A Guide to Gene-Centric Analysis Using TreeSAPP.

Abstract

Gene-centric analysis is commonly used to chart the structure, function, and activity of microbial communities in natural and engineered environments. A common approach is to create custom ad hoc reference marker gene sets, but these come with the typical disadvantages of inaccuracy and limited utility beyond assigning query sequences taxonomic labels. The Tree-based Sensitive and Accurate Phylogenetic Profiler (TreeSAPP) software package standardizes analysis of phylogenetic and functional marker genes and improves predictive performance using a classification algorithm that leverages information-rich reference packages consisting of a multiple sequence alignment, a profile hidden Markov model, taxonomic lineage information, and a phylogenetic tree. Here, we provide a set of protocols that link the various analysis modules in TreeSAPP into a coherent process that both informs and directs the user experience. This workflow, initiated from a collection of candidate reference sequences, progresses through construction and refinement of a reference package to marker identification and normalized relative abundance calculations for homologous sequences in metagenomic and metatranscriptomic datasets.
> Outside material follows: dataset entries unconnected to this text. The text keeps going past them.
//! Shutdown signal handling.

/// Resolves on Ctrl+C or SIGTERM.
pub async fn shutdown_signal() {
    let ctrl_c = async {
        tokio::signal::ctrl_c()
            .await
            .expect("failed to install Ctrl+C handler");
    };

    #[cfg(unix)]
    let terminate = async {
        tokio::signal::unix::signal(tokio::signal::unix::SignalKind::terminate())
            .expect("failed to install SIGTERM handler")
            .recv()
            .await;
    };

    #[cfg(not(unix))]
    let terminate = std::future::pending::<()>();

    tokio::select! {
        _ = ctrl_c => tracing::info!("received Ctrl+C"),
        _ = terminate => tracing::info!("received SIGTERM"),
    }
}
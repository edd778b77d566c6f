//! Identity newtypes for users, connections and rooms.

use std::fmt;
use std::str::FromStr;

use serde::{Deserialize, Serialize};
use uuid::Uuid;

/// A validated user identity, supplied by the authentication collaborator.
#[derive(Debug, Clone, Copy, PartialEq, Eq, Hash, PartialOrd, Ord, Serialize, Deserialize)]
#[serde(transparent)]
pub struct UserId(pub u64);

impl fmt::Display for UserId {
    fn fmt(&self, f: &mut fmt::Formatter<'_>) -> fmt::Result {
        self.0.fmt(f)
    }
}

/// Identifies one physical connection. A user may hold several at once
/// (multiple tabs or devices).
#[derive(Debug, Clone, Copy, PartialEq, Eq, Hash, Serialize, Deserialize)]
#[serde(transparent)]
pub struct ConnectionId(Uuid);

impl ConnectionId {
    pub fn generate() -> Self {
        Self(Uuid::new_v4())
    }
}

impl fmt::Display for ConnectionId {
    fn fmt(&self, f: &mut fmt::Formatter<'_>) -> fmt::Result {
        self.0.fmt(f)
    }
}

/// A logical channel connections join and leave independently of the
/// socket lifecycle: a chat conversation or a game match.
///
/// Serialized on the wire as an opaque string, `"conv:<id>"` or
/// `"game:<id>"`.
#[derive(Debug, Clone, Copy, PartialEq, Eq, Hash)]
pub enum RoomId {
    Conversation(u64),
    Game(u64),
}

impl fmt::Display for RoomId {
    fn fmt(&self, f: &mut fmt::Formatter<'_>) -> fmt::Result {
        match self {
            RoomId::Conversation(id) => write!(f, "conv:{id}"),
            RoomId::Game(id) => write!(f, "game:{id}"),
        }
    }
}

/// Error returned when a room id string does not parse.
#[derive(Debug, thiserror::Error)]
#[error("invalid room id: {0:?}")]
pub struct ParseRoomIdError(String);

impl FromStr for RoomId {
    type Err = ParseRoomIdError;

    fn from_str(s: &str) -> Result<Self, Self::Err> {
        let err = || ParseRoomIdError(s.to_string());
        let (kind, raw) = s.split_once(':').ok_or_else(err)?;
        let id: u64 = raw.parse().map_err(|_| err())?;
        match kind {
            "conv" => Ok(RoomId::Conversation(id)),
            "game" => Ok(RoomId::Game(id)),
            _ => Err(err()),
        }
    }
}

impl Serialize for RoomId {
    fn serialize<S: serde::Serializer>(&self, serializer: S) -> Result<S::Ok, S::Error> {
        serializer.collect_str(self)
    }
}

impl<'de> Deserialize<'de> for RoomId {
    fn deserialize<D: serde::Deserializer<'de>>(deserializer: D) -> Result<Self, D::Error> {
        let s = String::deserialize(deserializer)?;
        s.parse().map_err(serde::de::Error::custom)
    }
}
//! Request handlers.

pub mod http;
pub mod websocket;

pub use http::{health_check, issue_ticket, online_users};
pub use websocket::websocket_handler;
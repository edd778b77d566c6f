//! HTTP/WebSocket surface.

pub mod handler;
pub mod server;
pub mod signal;
pub mod state;

pub use server::Server;
pub use state::AppState;
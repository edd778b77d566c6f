//! Composition root wiring the realtime components together.
//!
//! One `RealtimeCore` per process: it owns the hubs, presence, tickets
//! and the notifier subscription, and exposes the collaborator API the
//! host application calls from its HTTP side (`push_to_user`,
//! `push_to_room`, ticket issuance).

use std::sync::Arc;
use std::time::Duration;

use serde_json::Value;
use tokio::sync::{Mutex, mpsc, watch};
use tokio::task::JoinHandle;
use undertow_shared::{RoomId, ServerFrame, UserId};

use crate::chat::{ChatHub, MembershipProvider};
use crate::config::Config;
use crate::connection::ConnectionHandle;
use crate::error::{ConnectionLimitError, StoreError};
use crate::game::{GameHub, OutcomeStore};
use crate::hub::Hub;
use crate::notifier::{EventHandler, Notifier};
use crate::presence::PresenceManager;
use crate::store::SharedStore;
use crate::ticket::TicketAuthenticator;

const DRAIN_POLL_INTERVAL: Duration = Duration::from_millis(100);

pub struct RealtimeCore {
    pub config: Config,
    pub hub: Arc<Hub>,
    pub presence: Arc<PresenceManager>,
    pub chat: Arc<ChatHub>,
    pub games: Arc<GameHub>,
    pub notifier: Arc<Notifier>,
    pub tickets: TicketAuthenticator,
    shutdown_tx: watch::Sender<bool>,
    tasks: Mutex<Vec<JoinHandle<()>>>,
}

impl RealtimeCore {
    pub fn new(
        config: Config,
        store: Arc<dyn SharedStore>,
        notifier: Arc<Notifier>,
        membership: Arc<dyn MembershipProvider>,
        outcomes: Arc<dyn OutcomeStore>,
    ) -> Arc<Self> {
        let hub = Arc::new(Hub::new());
        let presence = PresenceManager::new(
            Arc::clone(&store),
            config.presence_grace,
            config.presence_ttl,
            config.max_connections_per_user,
        );
        let chat = Arc::new(ChatHub::new(
            Arc::clone(&hub),
            membership,
            Arc::clone(&notifier),
        ));
        let games = Arc::new(GameHub::new(
            Arc::clone(&hub),
            Arc::clone(&notifier),
            outcomes,
            config.max_open_game_rooms,
        ));
        let tickets = TicketAuthenticator::new(
            Arc::clone(&store),
            config.ticket_ttl,
            config.consumed_marker_ttl,
        );
        let (shutdown_tx, _) = watch::channel(false);

        Arc::new(Self {
            config,
            hub,
            presence,
            chat,
            games,
            notifier,
            tickets,
            shutdown_tx,
            tasks: Mutex::new(Vec::new()),
        })
    }

    /// Wires the presence listener, the background sweeps, and the bus
    /// subscription. Call once before serving.
    pub async fn start(self: &Arc<Self>) {
        let chat = Arc::clone(&self.chat);
        self.presence.on_transition(move |user_id, status| {
            chat.broadcast_user_status(user_id, status);
        });

        let reaper = self.presence.spawn_reaper(
            self.config.reaper_interval,
            self.shutdown_tx.subscribe(),
        );
        let sweeper = self.games.spawn_sweeper(
            self.config.reaper_interval,
            self.config.pending_room_max_age,
            self.config.finished_room_retention,
            self.shutdown_tx.subscribe(),
        );

        let router = Arc::clone(self);
        let handler: EventHandler = Arc::new(move |channel, payload| {
            let core = Arc::clone(&router);
            Box::pin(async move {
                core.route_event(&channel, &payload).await;
            })
        });
        let subscription = self.notifier.subscribe(
            vec![
                "chat:conv:*".into(),
                "typing:conv:*".into(),
                "game:room:*".into(),
                "notifications:user:*".into(),
            ],
            handler,
            self.shutdown_tx.subscribe(),
        );

        let mut tasks = self.tasks.lock().await;
        tasks.push(reaper);
        tasks.push(sweeper);
        tasks.push(subscription);
    }

    async fn route_event(&self, channel: &str, payload: &str) {
        if channel.starts_with("chat:conv:") || channel.starts_with("typing:conv:") {
            self.chat.handle_event(channel, payload).await;
        } else if channel.starts_with("game:room:") {
            self.games.handle_event(channel, payload);
        } else if let Some(user_id) = channel
            .strip_prefix("notifications:user:")
            .and_then(|id| id.parse::<u64>().ok())
        {
            match serde_json::from_str::<Value>(payload) {
                Ok(event) => {
                    self.chat
                        .push_to_user(UserId(user_id), &ServerFrame::Notification { event });
                }
                Err(err) => {
                    tracing::warn!(%channel, %err, "discarding undecodable notification");
                }
            }
        } else {
            tracing::warn!(%channel, "unroutable bus event");
        }
    }

    /// Admits one socket: presence accounting first, then the delivery
    /// channel registration. The returned receiver feeds the socket's
    /// write pump.
    pub fn register_connection(
        self: &Arc<Self>,
        user_id: UserId,
    ) -> Result<(ConnectionHandle, mpsc::Receiver<ServerFrame>), ConnectionLimitError> {
        self.presence.register(user_id)?;
        let (handle, rx) = ConnectionHandle::new(user_id, self.config.outbound_queue_size);
        self.chat.register(handle.clone());
        Ok((handle, rx))
    }

    /// Tears one socket down. Safe to call from multiple paths; the
    /// close latch makes sure accounting runs once. Game rooms are
    /// deliberately left alone so the player can resume.
    pub fn cleanup_connection(self: &Arc<Self>, handle: &ConnectionHandle) {
        if !handle.close("socket teardown") {
            return;
        }
        self.hub.remove_connection(&handle.conn_id);
        self.presence.unregister(handle.user_id);
    }

    /// Collaborator push: deliver an arbitrary event to every device of
    /// one user, across all processes.
    pub async fn push_to_user(&self, user_id: UserId, event: Value) -> Result<(), StoreError> {
        let channel = format!("notifications:user:{}", user_id.0);
        let payload = serde_json::to_string(&event)
            .map_err(|err| StoreError::Unavailable(err.to_string()))?;
        if let Err(err) = self.notifier.publish(&channel, &payload).await {
            tracing::warn!(%channel, %err, "publish failed, delivering locally");
            self.chat
                .push_to_user(user_id, &ServerFrame::Notification { event });
            return Err(err);
        }
        Ok(())
    }

    /// Collaborator push: deliver a frame to a room's channel.
    pub async fn push_to_room(&self, room: &RoomId, frame: &ServerFrame) -> Result<(), StoreError> {
        let channel = match room {
            RoomId::Conversation(id) => format!("chat:conv:{id}"),
            RoomId::Game(id) => format!("game:room:{id}"),
        };
        let payload = serde_json::to_string(frame)
            .map_err(|err| StoreError::Unavailable(err.to_string()))?;
        self.notifier.publish(&channel, &payload).await
    }

    pub fn shutdown_signal(&self) -> watch::Receiver<bool> {
        self.shutdown_tx.subscribe()
    }

    /// Announces shutdown to every connection and waits for them to
    /// drain, up to the configured timeout. Returns whether the drain
    /// completed in time.
    pub async fn shutdown(&self) -> bool {
        let _ = self.shutdown_tx.send(true);

        let connections = self.hub.all_connections();
        tracing::info!(count = connections.len(), "shutting down, notifying connections");
        for handle in &connections {
            handle.send(ServerFrame::Shutdown {
                message: "server shutting down".to_string(),
            });
        }

        let drained = tokio::time::timeout(self.config.drain_timeout, async {
            loop {
                if self.hub.all_connections().is_empty() {
                    return;
                }
                tokio::time::sleep(DRAIN_POLL_INTERVAL).await;
            }
        })
        .await
        .is_ok();

        if !drained {
            let remaining = self.hub.all_connections();
            tracing::warn!(count = remaining.len(), "drain timeout, forcing connections closed");
            for handle in remaining {
                handle.close("drain timeout");
            }
        }

        for task in self.tasks.lock().await.drain(..) {
            task.abort();
        }
        drained
    }
}
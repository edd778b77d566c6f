//! Single-use connection tickets.
//!
//! The HTTP side of the application asks for a ticket on behalf of an
//! already-authenticated user; the browser then opens the WebSocket
//! with that ticket in the query string. Consumption is an atomic
//! fetch-and-delete in the shared store, so two concurrent upgrades
//! with the same ticket admit exactly one winner across all processes.
//!
//! Some upgrade paths validate the same ticket more than once within a
//! single handshake. A small in-process cache of recently consumed
//! tickets keeps those re-validations working without weakening the
//! single-use guarantee for anyone else.

use std::collections::HashMap;
use std::sync::Arc;
use std::time::Duration;

use tokio::sync::Mutex;
use tokio::time::Instant;
use undertow_shared::UserId;
use uuid::Uuid;

use crate::error::TicketError;
use crate::store::SharedStore;

fn ticket_key(ticket: &str) -> String {
    format!("ws_ticket:{ticket}")
}

pub struct TicketAuthenticator {
    store: Arc<dyn SharedStore>,
    ticket_ttl: Duration,
    marker_ttl: Duration,
    consumed: Mutex<HashMap<String, (UserId, Instant)>>,
}

impl TicketAuthenticator {
    pub fn new(store: Arc<dyn SharedStore>, ticket_ttl: Duration, marker_ttl: Duration) -> Self {
        Self {
            store,
            ticket_ttl,
            marker_ttl,
            consumed: Mutex::new(HashMap::new()),
        }
    }

    /// Mints a ticket for a user. Opaque, unguessable, expires if not
    /// consumed in time.
    pub async fn issue(&self, user_id: UserId) -> Result<String, TicketError> {
        let ticket = Uuid::new_v4().to_string();
        self.store
            .set_with_ttl(&ticket_key(&ticket), &user_id.0.to_string(), self.ticket_ttl)
            .await?;
        tracing::debug!(user_id = %user_id, "issued connection ticket");
        Ok(ticket)
    }

    /// Resolves a ticket to its user and burns it. The first call wins;
    /// later calls succeed only from the same process within the
    /// consumed-marker window, which covers handshake re-validation.
    pub async fn validate_and_consume(&self, ticket: &str) -> Result<UserId, TicketError> {
        match self.store.get_del(&ticket_key(ticket)).await {
            Ok(Some(raw)) => {
                let user_id = raw
                    .parse::<u64>()
                    .map(UserId)
                    .map_err(|_| TicketError::Invalid)?;
                let mut consumed = self.consumed.lock().await;
                Self::evict_expired(&mut consumed);
                consumed.insert(
                    ticket.to_string(),
                    (user_id, Instant::now() + self.marker_ttl),
                );
                Ok(user_id)
            }
            Ok(None) => self.check_consumed(ticket).await,
            Err(err) => {
                // Store down: a ticket consumed moments ago on this
                // process still validates; anything else is rejected.
                tracing::warn!(%err, "ticket store unreachable during validation");
                self.check_consumed(ticket).await
            }
        }
    }

    async fn check_consumed(&self, ticket: &str) -> Result<UserId, TicketError> {
        let mut consumed = self.consumed.lock().await;
        Self::evict_expired(&mut consumed);
        match consumed.get(ticket) {
            Some((user_id, _)) => Ok(*user_id),
            None => Err(TicketError::Invalid),
        }
    }

    fn evict_expired(consumed: &mut HashMap<String, (UserId, Instant)>) {
        let now = Instant::now();
        consumed.retain(|_, (_, expires_at)| *expires_at > now);
    }
}
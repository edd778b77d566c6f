//! Error taxonomy for the realtime core.
//!
//! Component-local errors (protocol, authorization, state) are resolved
//! at the point of origin and reported only to the originating sender.
//! Infrastructure errors degrade gracefully and are never surfaced to
//! end users directly.

use thiserror::Error;
use undertow_shared::protocol::ErrorCode;

/// Failure talking to the shared store (Redis).
#[derive(Debug, Error)]
pub enum StoreError {
    #[error("store backend error: {0}")]
    Backend(#[from] redis::RedisError),
    #[error("store unavailable: {0}")]
    Unavailable(String),
}

/// Startup configuration problems. Fatal: the process must not come up
/// half-configured.
#[derive(Debug, Error)]
pub enum ConfigError {
    #[error("missing required environment variable {0}")]
    Missing(&'static str),
    #[error("invalid value for {name}: {value:?}")]
    Invalid { name: &'static str, value: String },
}

/// Ticket handshake failures. All map to an unauthorized upgrade.
#[derive(Debug, Error)]
pub enum TicketError {
    #[error("ticket is invalid, expired, or already consumed")]
    Invalid,
    #[error("ticket store unavailable")]
    Store(#[from] StoreError),
}

/// Collaborator lookups (membership, outcome persistence).
#[derive(Debug, Error)]
pub enum CollabError {
    #[error("membership lookup failed: {0}")]
    Membership(String),
    #[error("outcome persistence failed: {0}")]
    Outcome(String),
}

/// Chat-level rejections, reported to the sender only.
#[derive(Debug, Error)]
pub enum ChatError {
    #[error("not a member of conversation {0}")]
    NotMember(u64),
    #[error(transparent)]
    Collab(#[from] CollabError),
}

impl ChatError {
    pub fn code(&self) -> ErrorCode {
        match self {
            ChatError::NotMember(_) => ErrorCode::Forbidden,
            // An infrastructure failure is retryable, not a verdict on
            // the sender's permissions.
            ChatError::Collab(_) => ErrorCode::Unavailable,
        }
    }
}

/// Game room rejections, reported to the sender only, never broadcast.
#[derive(Debug, Error)]
pub enum GameError {
    #[error("game room {0} not found")]
    RoomNotFound(u64),
    #[error("you are not a participant of this room")]
    NotParticipant,
    #[error("room already has two participants")]
    RoomFull,
    #[error("game has not started yet")]
    NotStarted,
    #[error("game is still in progress")]
    NotFinished,
    #[error("game is already over")]
    Terminal,
    #[error("not your turn")]
    OutOfTurn,
    #[error("illegal move: {0}")]
    IllegalMove(String),
    #[error("open game room limit reached")]
    RoomCapacity,
}

impl GameError {
    pub fn code(&self) -> ErrorCode {
        match self {
            GameError::RoomNotFound(_) => ErrorCode::NotFound,
            GameError::NotParticipant => ErrorCode::Forbidden,
            GameError::RoomCapacity => ErrorCode::Capacity,
            GameError::RoomFull
            | GameError::NotStarted
            | GameError::NotFinished
            | GameError::Terminal
            | GameError::OutOfTurn
            | GameError::IllegalMove(_) => ErrorCode::State,
        }
    }
}

/// Per-user connection limit, enforced at registration time.
#[derive(Debug, Error)]
#[error("connection limit reached for user {user_id} ({limit})")]
pub struct ConnectionLimitError {
    pub user_id: undertow_shared::UserId,
    pub limit: usize,
}

#[cfg(test)]
mod tests {
    use super::*;

    #[test]
    fn chat_error_codes_separate_authorization_from_outages() {
        assert_eq!(ChatError::NotMember(3).code(), ErrorCode::Forbidden);
        let infra = ChatError::from(CollabError::Membership("lookup timed out".into()));
        assert_eq!(infra.code(), ErrorCode::Unavailable);
    }
}
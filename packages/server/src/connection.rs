//! Per-connection outbound queue and lifecycle flag.
//!
//! A [`ConnectionHandle`] is the hub-facing side of one WebSocket: a
//! bounded FIFO drained by that socket's single write pump, a dropped
//! frame counter, and an idempotent close latch. The socket pumps
//! themselves live in the `ui` layer.

use std::sync::Arc;
use std::sync::atomic::{AtomicBool, AtomicU64, Ordering};

use tokio::sync::{Notify, mpsc};
use undertow_shared::{ConnectionId, ServerFrame, UserId};

#[derive(Clone)]
pub struct ConnectionHandle {
    pub user_id: UserId,
    pub conn_id: ConnectionId,
    outbound: mpsc::Sender<ServerFrame>,
    dropped: Arc<AtomicU64>,
    closed: Arc<AtomicBool>,
    close_notify: Arc<Notify>,
}

impl ConnectionHandle {
    /// Creates a handle and the receiver its write pump drains.
    pub fn new(
        user_id: UserId,
        queue_size: usize,
    ) -> (Self, mpsc::Receiver<ServerFrame>) {
        let (tx, rx) = mpsc::channel(queue_size.max(1));
        let handle = Self {
            user_id,
            conn_id: ConnectionId::generate(),
            outbound: tx,
            dropped: Arc::new(AtomicU64::new(0)),
            closed: Arc::new(AtomicBool::new(false)),
            close_notify: Arc::new(Notify::new()),
        };
        (handle, rx)
    }

    /// Non-blocking enqueue. Returns `false` without blocking when the
    /// queue is saturated or the connection is closed; a saturated
    /// queue drops the newest frame, bumps the counter, and leaves a
    /// best-effort notice so the client can re-fetch.
    pub fn send(&self, frame: ServerFrame) -> bool {
        if self.closed.load(Ordering::Acquire) {
            return false;
        }
        match self.outbound.try_send(frame) {
            Ok(()) => true,
            Err(mpsc::error::TrySendError::Full(_)) => {
                let total = self.dropped.fetch_add(1, Ordering::Relaxed) + 1;
                tracing::warn!(
                    user_id = %self.user_id,
                    conn_id = %self.conn_id,
                    dropped_total = total,
                    "outbound queue full, dropped frame"
                );
                let _ = self.outbound.try_send(ServerFrame::MessagesDropped {
                    reason: "buffer_full".to_string(),
                });
                false
            }
            Err(mpsc::error::TrySendError::Closed(_)) => false,
        }
    }

    /// Latches the connection closed. Returns `true` only for the first
    /// caller, so hub/presence cleanup runs exactly once.
    pub fn close(&self, reason: &str) -> bool {
        let first = !self.closed.swap(true, Ordering::AcqRel);
        if first {
            tracing::debug!(
                user_id = %self.user_id,
                conn_id = %self.conn_id,
                reason,
                "connection closed"
            );
            self.close_notify.notify_waiters();
        }
        first
    }

    pub fn is_closed(&self) -> bool {
        self.closed.load(Ordering::Acquire)
    }

    /// Resolves when [`close`](Self::close) is first called. Used by
    /// the socket pumps to react to forced eviction.
    pub async fn closed(&self) {
        let mut notified = std::pin::pin!(self.close_notify.notified());
        // Register before the flag check so a close landing in between
        // cannot be missed.
        notified.as_mut().enable();
        if self.is_closed() {
            return;
        }
        notified.await;
    }

    /// Frames dropped on this connection due to backpressure.
    pub fn dropped_count(&self) -> u64 {
        self.dropped.load(Ordering::Relaxed)
    }
}

#[cfg(test)]
mod tests {
    use super::*;

    #[tokio::test]
    async fn send_never_blocks_and_counts_drops() {
        let (handle, mut rx) = ConnectionHandle::new(UserId(1), 2);
        assert!(handle.send(ServerFrame::Pong));
        assert!(handle.send(ServerFrame::Pong));

        // Queue full: the newest frame is dropped and counted, the
        // call returns immediately, and queued frames are untouched.
        assert!(!handle.send(ServerFrame::Pong));
        assert!(!handle.send(ServerFrame::Pong));
        assert_eq!(handle.dropped_count(), 2);

        assert_eq!(rx.recv().await, Some(ServerFrame::Pong));
        assert_eq!(rx.recv().await, Some(ServerFrame::Pong));
        // Draining restores capacity for later sends.
        assert!(handle.send(ServerFrame::Pong));
        assert_eq!(rx.recv().await, Some(ServerFrame::Pong));
    }

    #[tokio::test]
    async fn close_is_idempotent() {
        let (handle, _rx) = ConnectionHandle::new(UserId(9), 4);
        assert!(handle.close("test"));
        assert!(!handle.close("test again"));
        assert!(handle.is_closed());
        assert!(!handle.send(ServerFrame::Pong));
        // Already closed: must resolve immediately.
        handle.closed().await;
    }
}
The alpha subunit of methyl-coenzyme M reductase (McrA) involved in biological methane cycling is presented as a use case given its dual role as a phylogenetic and functional marker gene driving an ecologically relevant process. These protocols fill several gaps in prior TreeSAPP documentation and provide best practices for reference package construction and refinement, including manual curation steps from trusted sources in support of reproducible gene-centric analysis. © 2023 The Authors. Current Protocols published by Wiley Periodicals LLC. Basic Protocol 1: Creating reference packages Support Protocol 1: Installing TreeSAPP Support Protocol 2: Annotating traits within a phylogenetic context Basic Protocol 2: Updating reference packages Basic Protocol 3: Calculating relative abundance of genes in metagenomic and metatranscriptomic datasets.